Unfortunately the Broadway productions always cast post-menopausal women in the show who made Act 1 seem like Sarah giving birth to Isaac. Act 1 ends with the twins only being young children (no more than 10 years have passed). Act 2 begins with them being teenagers.
Joined: 12/31/69
Blood Brothers#9
Posted: 5/16/12 at 12:19pmMrs. Johnston had "7 hungry mouths to feed and one more nearly due". She could be any age
Blood Brothers#10
Posted: 5/16/12 at 12:27pm^^ Go back and read AC's lyric. She is 25 when she starts the show.
Blood Brothers#11
Posted: 5/16/12 at 12:48pmDream movie cast... Catherine Zeta Jones & Hugh Jackman.
Blood Brothers#12
Posted: 5/16/12 at 5:42pm
Goth - this show is socialist indoctrination hidden beneath a thin veneer of emotional blackmail and disguised as a musical.

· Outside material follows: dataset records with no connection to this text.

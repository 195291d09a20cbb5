//! Data models
//!
//! Shared between receipt-client and its front-ends.

pub mod print_job;
pub mod print_outcome;
pub mod receipt_template;

// Re-exports
pub use print_job::*;
pub use print_outcome::*;
pub use receipt_template::*;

You'll hate it whoever is in the lead.
Updated On: 5/16/12 at 05:42 PM
Blood Brothers#13
Posted: 5/16/12 at 5:51pm
Scripps, I love that show and I'm certain I'm not alone. However, as it deals with the English system of class and social structure, it has always resonated more with British audiences. Its been playing in the West End for years and had a relatively short run on Broadway.
Anyway, Hilty would be good in 10 years I'd say. I highly doubt McPhee could pull off the acting to make Mrs. J convincingly go crazy.
Blood Brothers#14
Posted: 5/16/12 at 9:17pmI can see it now Josh Gad and Andrew Rennals as the twin brothers, who were born and died on the same day!
Blood Brothers#15
Posted: 5/17/12 at 10:20am
Scripps, I see it as an anti-socialist musical hidden beneath a thin veneer of emotional blackmail and disguised as a musical.
Mrs. Johnstone is a woman who needs birth control. Obviously the government has failed her on that. She needs childcare and the government has failed her on that. Apparently she's spending her child subsidy checks on Marilyn Monroe movies.
The government takes great pains to relocate her to a new house where she has every advantage (except a job; none of these new houses can afford a maid). Yet her boys turn out on the wrong side of the law and her girls don't get much needed birth control.
The son she has given away to a capitalist family turns out to be an upstanding citizen who contributes to society.
Lesson: when you don't depend on government handouts, your life will be much better and you won't have to fantasize that your jailed son is like Marilyn Monroe.
Blood Brothers#17
Posted: 5/21/12 at 4:47pm
I'd like to see the expression on Willy Russell's face if he was told he'd written an anti-socialist musical.
Although Blood Brothers covers a twenty/thirty year period it feels as though it takes place entirely in the early 1980s and its real target was not Eddie but Mrs T.
Blood Brothers#18
Posted: 5/22/12 at 11:25am
Scripps, yes I'm sure Russell intended the musical to be about Maggie T, but he also wrote himself into a corner.
It's difficult to feel for Mrs. Johnstone when she's been given a new house and a new start in life (Bright New Day) and then her kids still turn out bad. At some point individual responsibility comes into play.
Also, by writing a Narrator, it takes the story out of reality and puts it into the realm of fantasy. "Shoes upon the table..." and all that makes the story more Grimm Fairy Tale.